“Seminarkabarett-Comic“ steht auf dem Umschlag. Drei Begriffe, die auf den ersten Blick unvereinbar scheinen. Dass „Seminar“ und „Kabarett“ zusammengehen können, beweist der Steyrer Bernhard Ludwig seit 1992 auf diversen Bühnen. Der gelernte Psychologe machte aus einem sexualtherapeutischen Seminar ein erfolgreiches Kabarettprogramm, das inzwischen auch als Kinofilm gezeigt wird. Der besondere Kniff bei jeder Vorführung: Das Publikum wird nach Geschlechtern getrennt, auch soll man möglichst nicht neben Freunden und Bekannten sitzen. Denn die Zuhörer sollen mit Summgeräuschen auf Ludwigs Fragen antworten und so unbefangen wie möglich sein. Der gleichermaßen komische wie erhellende Effekt dieser Publikumsbefragungen fällt natürlich bei einer Comicadaption flach. Kann der Transfer ins Medium Comic trotzdem gelingen?

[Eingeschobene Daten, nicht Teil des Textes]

// Copyright 2024-2026 Google LLC
//
// Licensed under the Apache License, Version 2.0 <LICENSE-APACHE or
// https://www.apache.org/licenses/LICENSE-2.0> or the MIT license
// <LICENSE-MIT or https://opensource.org/licenses/MIT>, at your
// option. This file may not be copied, modified, or distributed
// except according to those terms.

//! A pool of scoped worker threads, each running its own sampler.

use crate::config::CpuPinningPolicy;
use crate::error::{Error, Result};
use crate::macros::{log_debug, log_error, log_warn};
// Platforms that support `libc::sched_setaffinity()`.
#[cfg(all(
    not(miri),
    any(
        target_os = "android",
        target_os = "dragonfly",
        target_os = "freebsd",
        target_os = "linux"
    )
))]
use nix::{
    errno::Errno,
    sched::{sched_getaffinity, sched_setaffinity, CpuSet},
    unistd::Pid,
};
use std::thread::{Scope, ScopedJoinHandle};

/// Splits an input stream into `num_workers` interleaved sub-streams, and
/// returns the one of worker `id`, i.e. the items at positions `id`,
/// `id + num_workers`, `id + 2 * num_workers`, etc.
///
/// Each worker walks its own clone of the stream, so the sub-streams are
/// disjoint and cover all the items regardless of timing.
pub fn interleave<I: Iterator>(
    inputs: I,
    id: usize,
    num_workers: usize,
) -> impl Iterator<Item = I::Item> {
    inputs.skip(id).step_by(num_workers)
}

/// Handles to the worker threads spawned in a scope.
///
/// Dropping the pool joins all the threads that haven't been joined yet.
pub struct WorkerPool<'scope, R> {
    /// Handles to all the worker threads in the pool.
    threads: Vec<WorkerThreadHandle<'scope, R>>,
    /// Policy to pin worker threads to CPUs.
    cpu_pinning: CpuPinningPolicy,
}

/// Handle to a worker thread in the pool.
struct WorkerThreadHandle<'scope, R> {
    /// Worker index.
    id: usize,
    /// Thread handle object.
    handle: ScopedJoinHandle<'scope, Result<R>>,
}

impl<'scope, R: Send + 'scope> WorkerPool<'scope, R> {
    /// Creates an empty pool for `num_threads` workers.
    ///
    /// With [`CpuPinningPolicy::Always`], this checks that each worker can be
    /// pinned to the CPU of its index, before any thread is spawned.
    pub fn new(cpu_pinning: CpuPinningPolicy, num_threads: usize) -> Result<Self> {
        match cpu_pinning {
            CpuPinningPolicy::No => (),
            CpuPinningPolicy::IfSupported => {
                #[cfg(any(
                    miri,
                    not(any(
                        target_os = "android",
                        target_os = "dragonfly",
                        target_os = "freebsd",
                        target_os = "linux"
                    ))
                ))]
                log_warn!("Pinning threads to CPUs is not implemented on this platform.");
            }
            CpuPinningPolicy::Always => check_cpus(num_threads)?,
        }

        Ok(Self {
            threads: Vec::with_capacity(num_threads),
            cpu_pinning,
        })
    }

    /// Spawns a worker thread running the given function.
    ///
    /// If the thread can't be pinned as required, `work` is dropped without
    /// running and [`WorkerPool::join`] reports the error.
    pub fn spawn<'env>(
        &mut self,
        scope: &'scope Scope<'scope, 'env>,
        work: impl FnOnce() -> R + Send + 'scope,
    ) -> Result<()> {
        let id = self.threads.len();
        let cpu_pinning = self.cpu_pinning;
        let handle = std::thread::Builder::new()
            .name(format!("sample-until-worker-{id}"))
            .spawn_scoped(scope, move || {
                pin_to_cpu(id, cpu_pinning)?;
                Ok(work())
            })
            .map_err(Error::Spawn)?;
        log_debug!("[main thread] Spawned worker thread #{id}");
        self.threads.push(WorkerThreadHandle { id, handle });
        Ok(())
    }

    /// Joins all the worker threads and returns their outputs, in the order in
    /// which the threads were spawned.
    ///
    /// All the threads are joined even if some of them failed. Panics are
    /// reported first, as [`Error::WorkerPanicked`], then the first thread
    /// that couldn't be pinned to its CPU.
    pub fn join(mut self) -> Result<Vec<R>> {
        log_debug!("[main thread] Joining threads in the pool...");
        let mut outputs = Vec::with_capacity(self.threads.len());
        let mut num_panics = 0;
        let mut first_error = None;
        for t in self.threads.drain(..) {
            match t.handle.join() {
                Ok(Ok(output)) => {
                    log_debug!("[main thread] Thread #{} joined", t.id);
                    outputs.push(output);
                }
                Ok(Err(e)) => {
                    log_error!("[main thread] Thread #{} didn't run: {e}", t.id);
                    first_error.get_or_insert(e);
                }
                Err(_) => {
                    log_error!("[main thread] Thread #{} panicked", t.id);
                    num_panics += 1;
                }
            }
        }
        log_debug!("[main thread] Joined threads.");

        if num_panics != 0 {
            log_error!("[main thread] {num_panics} worker thread(s) panicked!");
            return Err(Error::WorkerPanicked(num_panics));
        }
        match first_error {
            Some(e) => Err(e),
            None => Ok(outputs),
        }
    }
}

impl<R> Drop for WorkerPool<'_, R> {
    /// Joins the remaining threads in the pool.
    fn drop(&mut self) {
        for t in self.threads.drain(..) {
            let result = t.handle.join();
            if result.is_err() {
                log_error!("[main thread] Thread #{} panicked", t.id);
            }
        }
    }
}

/// Checks that worker threads may run on each of the CPUs `0..num_threads`.
#[cfg(all(
    not(miri),
    any(
        target_os = "android",
        target_os = "dragonfly",
        target_os = "freebsd",
        target_os = "linux"
    )
))]
fn check_cpus(num_threads: usize) -> Result<()> {
    let allowed = sched_getaffinity(Pid::from_raw(0)).map_err(|e| Error::CpuPinning(0, e.into()))?;
    for id in 0..num_threads {
        match allowed.is_set(id) {
            Ok(true) => (),
            Ok(false) => {
                log_error!("Thread #{id} can't be pinned: CPU #{id} isn't available");
                return Err(Error::CpuPinning(id, Errno::EINVAL.into()));
            }
            Err(e) => return Err(Error::CpuPinning(id, e.into())),
        }
    }
    Ok(())
}

#[cfg(any(
    miri,
    not(any(
        target_os = "android",
        target_os = "dragonfly",
        target_os = "freebsd",
        target_os = "linux"
    ))
))]
fn check_cpus(_num_threads: usize) -> Result<()> {
    log_error!("Pinning threads to CPUs is not implemented on this platform.");
    Err(Error::CpuPinningUnsupported)
}

/// Pins the current thread to the CPU of the given index, following the given
/// policy.
#[allow(unused_variables)]
fn pin_to_cpu(id: usize, cpu_pinning: CpuPinningPolicy) -> Result<()> {
    #[cfg(all(
        not(miri),
        any(
            target_os = "android",
            target_os = "dragonfly",
            target_os = "freebsd",
            target_os = "linux"
        )
    ))]
    {
        let pin = || -> nix::Result<()> {
            let mut cpu_set = CpuSet::new();
            cpu_set.set(id)?;
            sched_setaffinity(Pid::from_raw(0), &cpu_set)
        };
        match cpu_pinning {
            CpuPinningPolicy::No => (),
            CpuPinningPolicy::IfSupported => match pin() {
                Ok(()) => log_debug!("Pinned thread #{id} to CPU #{id}"),
                Err(_e) => log_warn!("Failed to set CPU affinity for thread #{id}: {_e}"),
            },
            CpuPinningPolicy::Always => {
                if let Err(e) = pin() {
                    log_error!("Failed to set CPU affinity for thread #{id}: {e}");
                    return Err(Error::CpuPinning(id, e.into()));
                }
                log_debug!("Pinned thread #{id} to CPU #{id}");
            }
        }
    }
    Ok(())
}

Basierend auf Ludwigs Programm präsentieren Autor Günther Payr und Zeichner Tim Jost nun die gezeichnete Version des Seminars. Sie zeigen Bernhard Ludwig auf der Bühne, wie er Grafiken und Tabellen erklärt, mit dem Publikum spricht und die Summ-Fragen stellt. Gleichzeitig spricht der Referent auch den Leser direkt an. Stilistisch und zeichnerisch lehnt sich das sehr stark an Scott McClouds Comics richtig lesen an, was die Autoren auch nicht verhehlen wollen und sich gleich auf der ersten Seite in einer kleinen Hommage vor McCloud verbeugen.
Ludwigs Vortrag über die Sexuelle Unzufriedenheit beginnt mit den hinlänglich bekannten, ironisch-überspitzten Geschlechter-Klischees, die bereits bis zum Überdruss in Buchbestsellern (Warum Frauen nicht einparken können…), One-Man-Shows (Caveman) und Comedyprogrammen (Mario Barth und Konsorten) durchgenudelt worden sind. Das mag unterhaltsam und vielleicht sogar teilweise wahr sein, originell ist es längst nicht mehr. Glücklicherweise wird nicht zu lange auf dieser Ebene herumgeritten. Ludwig, Payr und Jost wenden sich zügig dem eigentlichen Thema zu: Es geht um Sex und all die Probleme, die damit einhergehen. Das Buch schafft es, sehr unverkrampft mit dem Thema umzugehen, sehr locker und ziemlich freizügig, aber nie ordinär.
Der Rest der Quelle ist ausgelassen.